Progesterone receptor modulates ERα action in breast cancer

Progesterone receptor (PR) expression is used as a biomarker of oestrogen receptor-α (ERα) function and breast cancer prognosis. Here we show that PR is not merely an ERα-induced gene target, but is also an ERα-associated protein that modulates its behaviour. In the presence of agonist ligands, PR associates with ERα to direct ERα chromatin binding events within breast cancer cells, resulting in a unique gene expression programme that is associated with good clinical outcome. Progesterone inhibited oestrogen-mediated growth of ERα+ cell line xenografts and primary ERα+ breast tumour explants, and had increased anti-proliferative effects when coupled with an ERα antagonist.
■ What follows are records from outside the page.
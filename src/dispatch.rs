//! Scheduling of processing passes.
//!
//! Producers call [`Trigger::wake`] after every enqueue. With a dedicated
//! worker the wake-up is a capacity-1 channel send: if a wake-up is already
//! pending the send is a no-op, and the worker's next pass will see the new
//! operation. With manual dispatch the owner runs passes itself.

use crate::container::Shared;
use crossbeam_channel::{bounded, Receiver, Sender, TrySendError};
use std::io;
use std::sync::Arc;
use std::thread::{self, JoinHandle};
use tracing::{debug, trace};

/// How processing passes are scheduled.
#[derive(Clone, Copy, Debug, Default, PartialEq, Eq)]
pub enum Dispatch {
    /// A worker thread owned by the container runs every pass.
    #[default]
    Dedicated,
    /// No thread; passes run when the owner calls `run_pending`.
    Manual,
}

/// Producer-side wake-up for the processing context.
#[derive(Clone)]
pub(crate) enum Trigger {
    Worker(Sender<()>),
    Manual,
}

impl Trigger {
    /// Make sure a pass will run. Idempotent.
    pub(crate) fn wake(&self) {
        if let Trigger::Worker(signal) = self {
            match signal.try_send(()) {
                Ok(()) | Err(TrySendError::Full(())) => {}
                Err(TrySendError::Disconnected(())) => {
                    trace!("state worker gone, wake-up ignored");
                }
            }
        }
    }
}

/// Start the worker thread for a container.
///
/// The worker runs passes until the container is closed or every trigger
/// has been dropped.
pub(crate) fn spawn_worker<S: Send + Sync + 'static>(
    name: &str,
    shared: Arc<Shared<S>>,
) -> io::Result<(Trigger, JoinHandle<()>)> {
    let (signal, wakeups) = bounded(1);
    let worker_name = name.to_string();
    let handle = thread::Builder::new()
        .name(name.to_string())
        .spawn(move || run_worker(&worker_name, &shared, &wakeups))?;
    Ok((Trigger::Worker(signal), handle))
}

fn run_worker<S: Send + Sync + 'static>(name: &str, shared: &Shared<S>, wakeups: &Receiver<()>) {
    debug!(container = name, "state worker started");
    for () in wakeups.iter() {
        if shared.is_closed() {
            break;
        }
        shared.processor().process_pending();
    }
    debug!(container = name, "state worker stopped");
}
Copy number loss of PGR, the gene coding for PR, is a common feature in ERα+ breast cancers, explaining lower PR levels in a subset of cases. Our findings indicate that PR functions as a molecular rheostat to control ERα chromatin binding and transcriptional activity, which has important implications for prognosis and therapeutic interventions. Progesterones, oestrogens and their receptors (PR, ERα and ERβ) are essential in normal breast development and homeostasis, as well as in breast cancer; here it is shown that PR controls ERα function by redirecting where ERα binds to the chromatin, acting as a proliferative brake in ERα+ breast tumours. Progesterones and their receptor (PR) and oestrogens and their receptors (ERα and ERβ) play crucial roles in normal breast development and homeostasis, as well as in breast cancer, where the presence of these receptors has been used as a prognostic marker of whether breast cancers will respond to ER receptor antagonists. The relationship between their functions has not been entirely clear, and now Jason Carroll and colleagues reveal a key piece of the puzzle by showing that the PR controls ERα function. By re-directing where ERα binds to chromatin, it acts as a proliferative brake in ERα+ breast tumours. Accordingly, loss of the PGR gene, which encodes the PR, is associated with poorer outcome in breast cancer patients.